Similarly, in the gospel, Jesus told the parable of the workers in the vineyard.
Those hired early in the morning were able to expect a full day’s wage for a full day’s work and they got it.
But those hired later in the day were not so sure of their position. Those who went to the vineyard in the forenoon might be able to expect at least some kind of payment, but what of those hired just an hour before evening?
They had been promised a fair treatment, but could have absolutely no expectation of what that might be and they certainly could not bargain. They could only rely on the fairness and generosity of the vineyard-owner.

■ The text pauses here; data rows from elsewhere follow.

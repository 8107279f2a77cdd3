//! Default player loadout.
//!
//! The session layer combines a spec with a controller and a spawn location
//! to build the actual [`crawl_core::CrawlEntity`]; content only decides what
//! a fresh player is made of.

use crawl_core::{Attack, EntityStats, ItemBlueprint};

use crate::attacks;
use crate::items;

/// Everything needed to spawn a player except the things only the session
/// knows (id, location, controller).
#[derive(Clone, Debug, PartialEq)]
pub struct PlayerSpec {
    pub name: String,
    pub stats: EntityStats,
    pub attacks: Vec<Attack>,
    pub held_items: Vec<ItemBlueprint>,
}

/// The standard starting loadout.
pub fn generate_player(name: impl Into<String>) -> PlayerSpec {
    PlayerSpec {
        name: name.into(),
        stats: EntityStats::new(55, 20, 15, 100, 10),
        attacks: vec![
            attacks::tackle(),
            attacks::overheat(),
            attacks::calm_mind(),
            attacks::growl(),
        ],
        held_items: vec![items::oran_berry()],
    }
}

#[cfg(test)]
mod tests {
    use super::*;

    #[test]
    fn fresh_players_start_at_full_meters() {
        let spec = generate_player("Toaster");
        assert_eq!(spec.stats.hp.current, spec.stats.hp.max);
        assert_eq!(spec.stats.energy.current, spec.stats.energy.max);
        assert_eq!(spec.attacks.len(), 4);
    }
}
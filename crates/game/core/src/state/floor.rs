//! Floor geometry: locations, tiles, and the per-floor grid.

use crate::direction::Direction;

/// Discrete grid location expressed as row/column tile coordinates.
///
/// Rows grow southward, columns grow eastward. Locations may sit outside the
/// current floor; bounds are checked wherever it matters.
#[derive(Clone, Copy, Debug, PartialEq, Eq, PartialOrd, Ord, Hash, Default)]
#[cfg_attr(feature = "serde", derive(serde::Serialize, serde::Deserialize))]
pub struct Location {
    pub row: i32,
    pub col: i32,
}

impl Location {
    pub const fn new(row: i32, col: i32) -> Self {
        Self { row, col }
    }

    /// Chebyshev distance: diagonal steps count the same as orthogonal ones.
    pub fn distance(self, other: Location) -> u32 {
        let dr = self.row.abs_diff(other.row);
        let dc = self.col.abs_diff(other.col);
        dr.max(dc)
    }

    /// The location one step away in `direction`.
    pub fn step(self, direction: Direction) -> Location {
        let (dr, dc) = direction.delta();
        Location::new(self.row + dr, self.col + dc)
    }
}

/// Room membership tag baked into each tile at generation time.
///
/// Zero marks corridor tiles; positive values identify rooms. Stable for the
/// lifetime of a floor.
#[derive(Clone, Copy, Debug, PartialEq, Eq, PartialOrd, Ord, Hash, Default)]
#[cfg_attr(feature = "serde", derive(serde::Serialize, serde::Deserialize))]
pub struct RoomId(pub u16);

impl RoomId {
    pub const CORRIDOR: Self = Self(0);

    pub const fn is_room(self) -> bool {
        self.0 != 0
    }

    pub const fn is_corridor(self) -> bool {
        self.0 == 0
    }
}

/// Base terrain class of a tile.
#[derive(Clone, Copy, Debug, PartialEq, Eq, Hash)]
#[cfg_attr(feature = "serde", derive(serde::Serialize, serde::Deserialize))]
pub enum TileKind {
    Floor,
    Wall,
    /// Not yet revealed (fog maps) or outside the grid entirely.
    Unknown,
}

/// One cell of a floor grid.
#[derive(Clone, Copy, Debug, PartialEq, Eq)]
#[cfg_attr(feature = "serde", derive(serde::Serialize, serde::Deserialize))]
pub struct DungeonTile {
    pub kind: TileKind,
    pub room: RoomId,
    pub stairs: bool,
}

impl DungeonTile {
    /// The tile reported for any location outside the grid, and the initial
    /// content of fog maps.
    pub const UNKNOWN: Self = Self {
        kind: TileKind::Unknown,
        room: RoomId::CORRIDOR,
        stairs: false,
    };

    pub const fn floor(room: RoomId) -> Self {
        Self {
            kind: TileKind::Floor,
            room,
            stairs: false,
        }
    }

    pub const fn wall() -> Self {
        Self {
            kind: TileKind::Wall,
            room: RoomId::CORRIDOR,
            stairs: false,
        }
    }

    pub const fn is_wall(self) -> bool {
        matches!(self.kind, TileKind::Wall)
    }
}

/// Row-major tile grid with fixed dimensions.
///
/// Used both for the authoritative floor layout and for each entity's private
/// fog-of-war copy; the two are required to share dimensions.
#[derive(Clone, Debug, PartialEq, Eq)]
#[cfg_attr(feature = "serde", derive(serde::Serialize, serde::Deserialize))]
pub struct FloorMap {
    width: u32,
    height: u32,
    tiles: Vec<DungeonTile>,
}

impl FloorMap {
    /// Creates a grid with every cell set to `tile`.
    pub fn filled(width: u32, height: u32, tile: DungeonTile) -> Self {
        Self {
            width,
            height,
            tiles: vec![tile; (width as usize) * (height as usize)],
        }
    }

    /// Creates a fully fogged grid, the starting point for an entity map.
    pub fn unknown(width: u32, height: u32) -> Self {
        Self::filled(width, height, DungeonTile::UNKNOWN)
    }

    /// Builds a grid from pre-laid-out row-major tiles.
    pub fn from_tiles(
        width: u32,
        height: u32,
        tiles: Vec<DungeonTile>,
    ) -> Result<Self, MapError> {
        let expected = (width as usize) * (height as usize);
        if tiles.len() != expected {
            return Err(MapError::TileCountMismatch {
                width,
                height,
                actual: tiles.len(),
            });
        }
        Ok(Self {
            width,
            height,
            tiles,
        })
    }

    pub fn width(&self) -> u32 {
        self.width
    }

    pub fn height(&self) -> u32 {
        self.height
    }

    pub fn contains(&self, location: Location) -> bool {
        location.row >= 0
            && location.col >= 0
            && location.row < self.height as i32
            && location.col < self.width as i32
    }

    pub fn same_dimensions(&self, other: &FloorMap) -> bool {
        self.width == other.width && self.height == other.height
    }

    fn index(&self, location: Location) -> Option<usize> {
        if self.contains(location) {
            Some(location.row as usize * self.width as usize + location.col as usize)
        } else {
            None
        }
    }

    pub fn tile(&self, location: Location) -> Option<&DungeonTile> {
        self.index(location).map(|i| &self.tiles[i])
    }

    /// Tile lookup that resolves out-of-bounds reads to [`DungeonTile::UNKNOWN`].
    pub fn tile_or_unknown(&self, location: Location) -> DungeonTile {
        self.tile(location).copied().unwrap_or(DungeonTile::UNKNOWN)
    }

    /// Writes a tile, returning false if the location is outside the grid.
    pub fn set(&mut self, location: Location, tile: DungeonTile) -> bool {
        match self.index(location) {
            Some(i) => {
                self.tiles[i] = tile;
                true
            }
            None => false,
        }
    }

    /// True if the tile at `location` belongs to a room (not corridor, not wall).
    pub fn in_room(&self, location: Location) -> bool {
        let tile = self.tile_or_unknown(location);
        matches!(tile.kind, TileKind::Floor) && tile.room.is_room()
    }

    /// True if both locations are inside the same room.
    pub fn same_room(&self, a: Location, b: Location) -> bool {
        self.in_room(a) && self.in_room(b) && self.tile_or_unknown(a).room == self.tile_or_unknown(b).room
    }
}

/// One floor of a crawl: 1-indexed depth plus the authoritative grid.
#[derive(Clone, Debug, PartialEq, Eq)]
#[cfg_attr(feature = "serde", derive(serde::Serialize, serde::Deserialize))]
pub struct Floor {
    pub number: u32,
    pub map: FloorMap,
}

impl Floor {
    pub fn new(number: u32, map: FloorMap) -> Self {
        Self { number, map }
    }
}

/// Grid construction failure.
#[derive(Clone, Copy, Debug, PartialEq, Eq, thiserror::Error)]
pub enum MapError {
    #[error("expected {width}x{height} tiles, got {actual}")]
    TileCountMismatch {
        width: u32,
        height: u32,
        actual: usize,
    },
}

There was going to be no other income available for that day’s part-employment.
And so they trusted and so they were rewarded for that trust.
And yes, it definitely points us to the need to rely on God’s provision in our lives, without special pleading or bargaining.
But that is the easy bit, because in our era of 24-hour shopping, our ease of travel and of personal communication, we are largely self-sufficient in meeting our needs, provided that we are sufficiently organized and provident.
God forbid that we should be confronted with times of war or famine or general national disaster, when we also might find that our social and economic infrastructure has fallen apart.
So where do we grasp control of the things of our lives that affect our relations with one another and especially with God?
What are the things that absorb our energies but which we do not really control, even if we have the illusion of doing so?
One is our sense of life and death. For Paul, his life was taken up in that of Jesus Christ, and yet the prospect of death was the prospect of entering the closer presence of God in Jesus Christ. Death held no fears for him even as he contemplated his martyrdom at the hands of Rome. For Paul, his sense of being was tied up in his life in and through Jesus Christ and not just in the circumstances of the day: his imprisonment, his journey to Rome and the hearings of his case before Caesar.
For Paul life was wholly that of Jesus Christ and his present circumstances were incidental.
Another is our sense of the future: what does it hold? What of our homes, families, friends, occupations and retirements? When global circumstances seem so fragile and liable to sudden change, when even our retirement funds can change suddenly?
It is easy to be distracted by the headlines and by the more lurid news reports. But Jesus had taught at length about worry: the God who feeds the birds of the air and who glorifies the herbs and grasses of the field will certainly not abandon those who call upon His name. So just why are we worrying?
Then there are our relationships, with family, friends and colleagues. We can never guarantee the favour of those close to us as they change their minds in important matters – but we certainly do not have to guarantee their hostility by our own attitudes and actions. But these can never be fixed or certain – and yet Jesus commands us to love one another as He had loved us, and to love our neighbours as we love ourselves.
Perhaps we should add our sense of salvation, which is never earned and can only be received. Yet it is easy to fall into the trap of thinking that our salvation depends on the good works that we perform, and so is also fragile.
And yet Jesus had prayed: ‘for those who will believe in Me through the word’ of His disciples. He prayed for the disciples themselves as having been given to Him out of the world by His Father, a gift for eternity, and which He would never release or abandon.
Perhaps today our sense of depending is more subtle, and more fragile. But it is still real, and that same sense of abiding and resting and trusting in God through Jesus Christ is what keeps us alert to His leading, teaching and blessing. And He still looks for the occasion to bless us in total and extravagant abundance.